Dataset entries
*** Begin section ***

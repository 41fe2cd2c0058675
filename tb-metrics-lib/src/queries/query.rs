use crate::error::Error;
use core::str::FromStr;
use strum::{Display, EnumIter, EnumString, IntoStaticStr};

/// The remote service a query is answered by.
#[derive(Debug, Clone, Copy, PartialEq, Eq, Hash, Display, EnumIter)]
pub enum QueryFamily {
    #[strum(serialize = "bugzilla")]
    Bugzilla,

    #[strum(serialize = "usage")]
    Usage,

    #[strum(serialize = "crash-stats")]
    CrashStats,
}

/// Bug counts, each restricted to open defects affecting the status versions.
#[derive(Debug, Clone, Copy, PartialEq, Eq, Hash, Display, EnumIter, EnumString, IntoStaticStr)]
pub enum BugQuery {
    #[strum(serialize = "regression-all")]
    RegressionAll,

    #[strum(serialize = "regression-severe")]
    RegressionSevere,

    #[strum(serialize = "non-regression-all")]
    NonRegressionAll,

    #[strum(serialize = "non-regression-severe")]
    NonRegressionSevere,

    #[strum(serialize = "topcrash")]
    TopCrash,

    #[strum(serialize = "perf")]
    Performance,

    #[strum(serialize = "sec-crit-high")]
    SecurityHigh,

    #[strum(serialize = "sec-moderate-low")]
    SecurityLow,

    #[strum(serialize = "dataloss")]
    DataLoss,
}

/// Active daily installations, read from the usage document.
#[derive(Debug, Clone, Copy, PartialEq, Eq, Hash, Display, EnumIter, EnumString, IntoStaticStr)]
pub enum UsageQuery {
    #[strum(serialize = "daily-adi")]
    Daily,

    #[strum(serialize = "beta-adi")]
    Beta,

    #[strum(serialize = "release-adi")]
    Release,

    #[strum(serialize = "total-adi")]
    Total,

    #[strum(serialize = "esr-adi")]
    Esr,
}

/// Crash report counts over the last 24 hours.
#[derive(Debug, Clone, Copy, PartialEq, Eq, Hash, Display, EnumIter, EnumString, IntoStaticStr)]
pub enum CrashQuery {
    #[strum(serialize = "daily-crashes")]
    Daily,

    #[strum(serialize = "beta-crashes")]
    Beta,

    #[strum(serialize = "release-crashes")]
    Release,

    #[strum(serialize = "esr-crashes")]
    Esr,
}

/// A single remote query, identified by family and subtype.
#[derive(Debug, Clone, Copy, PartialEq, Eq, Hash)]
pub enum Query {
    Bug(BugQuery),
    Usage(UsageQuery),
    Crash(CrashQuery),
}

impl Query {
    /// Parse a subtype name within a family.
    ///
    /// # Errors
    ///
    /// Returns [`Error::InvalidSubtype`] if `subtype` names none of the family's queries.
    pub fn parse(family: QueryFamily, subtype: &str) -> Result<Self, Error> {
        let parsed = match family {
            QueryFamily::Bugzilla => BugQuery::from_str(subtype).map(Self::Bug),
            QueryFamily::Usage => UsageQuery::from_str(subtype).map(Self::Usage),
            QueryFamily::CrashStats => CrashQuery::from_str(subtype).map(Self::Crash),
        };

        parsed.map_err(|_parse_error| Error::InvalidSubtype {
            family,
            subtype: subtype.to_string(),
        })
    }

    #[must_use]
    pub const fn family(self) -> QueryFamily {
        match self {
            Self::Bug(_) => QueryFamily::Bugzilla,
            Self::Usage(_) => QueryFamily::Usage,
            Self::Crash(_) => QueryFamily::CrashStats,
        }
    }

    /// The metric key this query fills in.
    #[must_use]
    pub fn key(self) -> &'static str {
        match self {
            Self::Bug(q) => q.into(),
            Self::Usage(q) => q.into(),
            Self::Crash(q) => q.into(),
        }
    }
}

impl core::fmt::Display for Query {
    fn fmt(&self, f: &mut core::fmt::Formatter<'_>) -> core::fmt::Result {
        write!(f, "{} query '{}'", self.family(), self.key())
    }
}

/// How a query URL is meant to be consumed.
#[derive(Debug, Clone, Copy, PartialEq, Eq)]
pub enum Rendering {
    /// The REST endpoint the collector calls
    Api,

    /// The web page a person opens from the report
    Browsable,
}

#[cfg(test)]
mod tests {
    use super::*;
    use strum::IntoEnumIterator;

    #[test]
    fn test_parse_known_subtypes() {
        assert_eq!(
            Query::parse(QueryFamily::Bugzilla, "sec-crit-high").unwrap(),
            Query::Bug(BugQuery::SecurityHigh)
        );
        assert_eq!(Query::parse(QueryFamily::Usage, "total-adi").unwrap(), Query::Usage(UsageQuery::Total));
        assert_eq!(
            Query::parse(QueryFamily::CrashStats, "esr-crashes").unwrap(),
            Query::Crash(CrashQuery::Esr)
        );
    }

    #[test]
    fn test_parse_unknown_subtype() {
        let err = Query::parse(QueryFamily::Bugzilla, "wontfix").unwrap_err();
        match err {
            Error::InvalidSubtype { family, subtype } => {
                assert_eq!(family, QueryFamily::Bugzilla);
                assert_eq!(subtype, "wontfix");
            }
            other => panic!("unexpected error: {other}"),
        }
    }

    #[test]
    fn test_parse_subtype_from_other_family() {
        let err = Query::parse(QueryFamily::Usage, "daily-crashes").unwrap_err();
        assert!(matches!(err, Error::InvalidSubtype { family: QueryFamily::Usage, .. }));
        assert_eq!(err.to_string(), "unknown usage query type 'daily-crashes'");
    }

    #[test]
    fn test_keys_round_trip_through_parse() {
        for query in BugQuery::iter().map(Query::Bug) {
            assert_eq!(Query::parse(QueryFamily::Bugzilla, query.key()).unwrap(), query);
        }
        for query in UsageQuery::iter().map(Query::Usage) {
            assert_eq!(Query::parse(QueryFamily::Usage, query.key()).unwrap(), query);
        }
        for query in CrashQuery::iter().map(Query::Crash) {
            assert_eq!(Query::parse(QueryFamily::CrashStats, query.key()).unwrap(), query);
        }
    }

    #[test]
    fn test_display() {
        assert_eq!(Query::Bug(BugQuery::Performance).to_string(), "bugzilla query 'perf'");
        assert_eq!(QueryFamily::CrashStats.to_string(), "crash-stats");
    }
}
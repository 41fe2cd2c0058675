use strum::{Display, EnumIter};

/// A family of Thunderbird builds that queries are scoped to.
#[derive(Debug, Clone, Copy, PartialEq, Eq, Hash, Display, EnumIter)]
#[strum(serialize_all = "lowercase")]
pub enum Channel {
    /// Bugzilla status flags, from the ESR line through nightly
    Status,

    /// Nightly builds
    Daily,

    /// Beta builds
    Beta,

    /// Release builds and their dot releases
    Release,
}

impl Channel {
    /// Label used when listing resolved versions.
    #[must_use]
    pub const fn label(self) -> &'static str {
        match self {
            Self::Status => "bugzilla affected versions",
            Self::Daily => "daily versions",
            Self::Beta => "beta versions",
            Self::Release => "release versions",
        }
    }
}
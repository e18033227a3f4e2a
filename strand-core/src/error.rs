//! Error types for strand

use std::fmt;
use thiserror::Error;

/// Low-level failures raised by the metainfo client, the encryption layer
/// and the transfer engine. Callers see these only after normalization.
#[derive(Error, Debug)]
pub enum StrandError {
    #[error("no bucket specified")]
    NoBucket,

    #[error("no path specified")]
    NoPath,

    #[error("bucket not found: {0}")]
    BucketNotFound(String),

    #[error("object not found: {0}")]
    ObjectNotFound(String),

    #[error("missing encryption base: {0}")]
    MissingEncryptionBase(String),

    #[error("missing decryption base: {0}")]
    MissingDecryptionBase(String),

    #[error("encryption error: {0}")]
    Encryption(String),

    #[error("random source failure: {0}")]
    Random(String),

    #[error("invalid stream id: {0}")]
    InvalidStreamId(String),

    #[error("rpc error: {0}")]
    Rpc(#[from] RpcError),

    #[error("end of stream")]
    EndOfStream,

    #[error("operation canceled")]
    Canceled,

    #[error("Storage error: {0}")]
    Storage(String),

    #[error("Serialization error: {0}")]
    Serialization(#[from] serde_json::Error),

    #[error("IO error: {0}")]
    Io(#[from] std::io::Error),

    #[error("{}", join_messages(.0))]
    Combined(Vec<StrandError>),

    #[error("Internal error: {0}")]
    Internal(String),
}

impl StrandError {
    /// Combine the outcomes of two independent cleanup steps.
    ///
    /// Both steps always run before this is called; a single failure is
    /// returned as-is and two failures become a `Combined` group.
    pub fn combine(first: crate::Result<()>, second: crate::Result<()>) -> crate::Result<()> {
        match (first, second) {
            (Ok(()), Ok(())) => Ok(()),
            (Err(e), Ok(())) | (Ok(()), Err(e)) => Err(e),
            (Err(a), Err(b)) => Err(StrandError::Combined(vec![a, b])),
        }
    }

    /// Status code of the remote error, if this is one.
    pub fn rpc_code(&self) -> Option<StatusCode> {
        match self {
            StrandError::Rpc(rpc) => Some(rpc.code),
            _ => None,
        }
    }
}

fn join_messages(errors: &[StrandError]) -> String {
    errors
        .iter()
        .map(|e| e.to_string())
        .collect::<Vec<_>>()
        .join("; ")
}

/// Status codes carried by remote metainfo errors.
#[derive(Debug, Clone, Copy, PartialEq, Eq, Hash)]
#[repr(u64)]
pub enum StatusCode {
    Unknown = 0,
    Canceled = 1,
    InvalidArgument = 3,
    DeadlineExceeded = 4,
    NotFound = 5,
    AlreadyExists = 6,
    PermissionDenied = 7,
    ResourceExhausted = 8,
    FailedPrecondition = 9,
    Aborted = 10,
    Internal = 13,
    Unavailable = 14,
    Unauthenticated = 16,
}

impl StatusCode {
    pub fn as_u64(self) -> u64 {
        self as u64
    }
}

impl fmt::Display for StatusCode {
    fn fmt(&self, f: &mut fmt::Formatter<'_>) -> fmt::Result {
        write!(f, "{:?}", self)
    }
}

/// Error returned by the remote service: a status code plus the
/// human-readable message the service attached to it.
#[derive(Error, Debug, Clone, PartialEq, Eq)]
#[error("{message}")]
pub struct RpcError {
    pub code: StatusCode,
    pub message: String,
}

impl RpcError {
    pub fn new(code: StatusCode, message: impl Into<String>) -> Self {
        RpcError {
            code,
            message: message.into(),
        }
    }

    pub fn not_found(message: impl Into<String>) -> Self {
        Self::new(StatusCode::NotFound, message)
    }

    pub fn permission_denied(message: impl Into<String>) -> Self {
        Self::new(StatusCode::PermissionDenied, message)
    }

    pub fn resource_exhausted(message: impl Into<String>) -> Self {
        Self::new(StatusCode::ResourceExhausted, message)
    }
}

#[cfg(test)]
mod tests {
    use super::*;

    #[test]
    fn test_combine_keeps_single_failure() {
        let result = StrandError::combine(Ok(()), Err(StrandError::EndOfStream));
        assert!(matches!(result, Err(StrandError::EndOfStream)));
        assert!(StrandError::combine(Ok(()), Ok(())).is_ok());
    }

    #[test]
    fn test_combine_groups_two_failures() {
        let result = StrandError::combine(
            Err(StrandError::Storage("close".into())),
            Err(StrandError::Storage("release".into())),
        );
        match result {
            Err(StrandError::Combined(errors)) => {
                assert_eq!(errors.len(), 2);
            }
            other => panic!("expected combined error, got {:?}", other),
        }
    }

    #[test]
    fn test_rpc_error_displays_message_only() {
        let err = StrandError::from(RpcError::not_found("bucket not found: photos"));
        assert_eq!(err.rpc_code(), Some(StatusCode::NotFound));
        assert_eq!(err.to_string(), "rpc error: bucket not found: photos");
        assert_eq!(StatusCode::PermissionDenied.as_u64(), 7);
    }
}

*** End section ***

» **Work instruction**: Without changing anything, quote the lines from the top of the data to the line that contains "the usage document.", including that line.

» **Solution below**:
repository 41fe2cd2c0058675
filename tb-metrics-lib/src/queries/query.rs
use crate::error::Error;
use core::str::FromStr;
use strum::{Display, EnumIter, EnumString, IntoStaticStr};

/// The remote service a query is answered by.
#[derive(Debug, Clone, Copy, PartialEq, Eq, Hash, Display, EnumIter)]
pub enum QueryFamily {
    #[strum(serialize = "bugzilla")]
    Bugzilla,

    #[strum(serialize = "usage")]
    Usage,

    #[strum(serialize = "crash-stats")]
    CrashStats,
}

/// Bug counts, each restricted to open defects affecting the status versions.
#[derive(Debug, Clone, Copy, PartialEq, Eq, Hash, Display, EnumIter, EnumString, IntoStaticStr)]
pub enum BugQuery {
    #[strum(serialize = "regression-all")]
    RegressionAll,

    #[strum(serialize = "regression-severe")]
    RegressionSevere,

    #[strum(serialize = "non-regression-all")]
    NonRegressionAll,

    #[strum(serialize = "non-regression-severe")]
    NonRegressionSevere,

    #[strum(serialize = "topcrash")]
    TopCrash,

    #[strum(serialize = "perf")]
    Performance,

    #[strum(serialize = "sec-crit-high")]
    SecurityHigh,

    #[strum(serialize = "sec-moderate-low")]
    SecurityLow,

    #[strum(serialize = "dataloss")]
    DataLoss,
}

/// Active daily installations, read from the usage document.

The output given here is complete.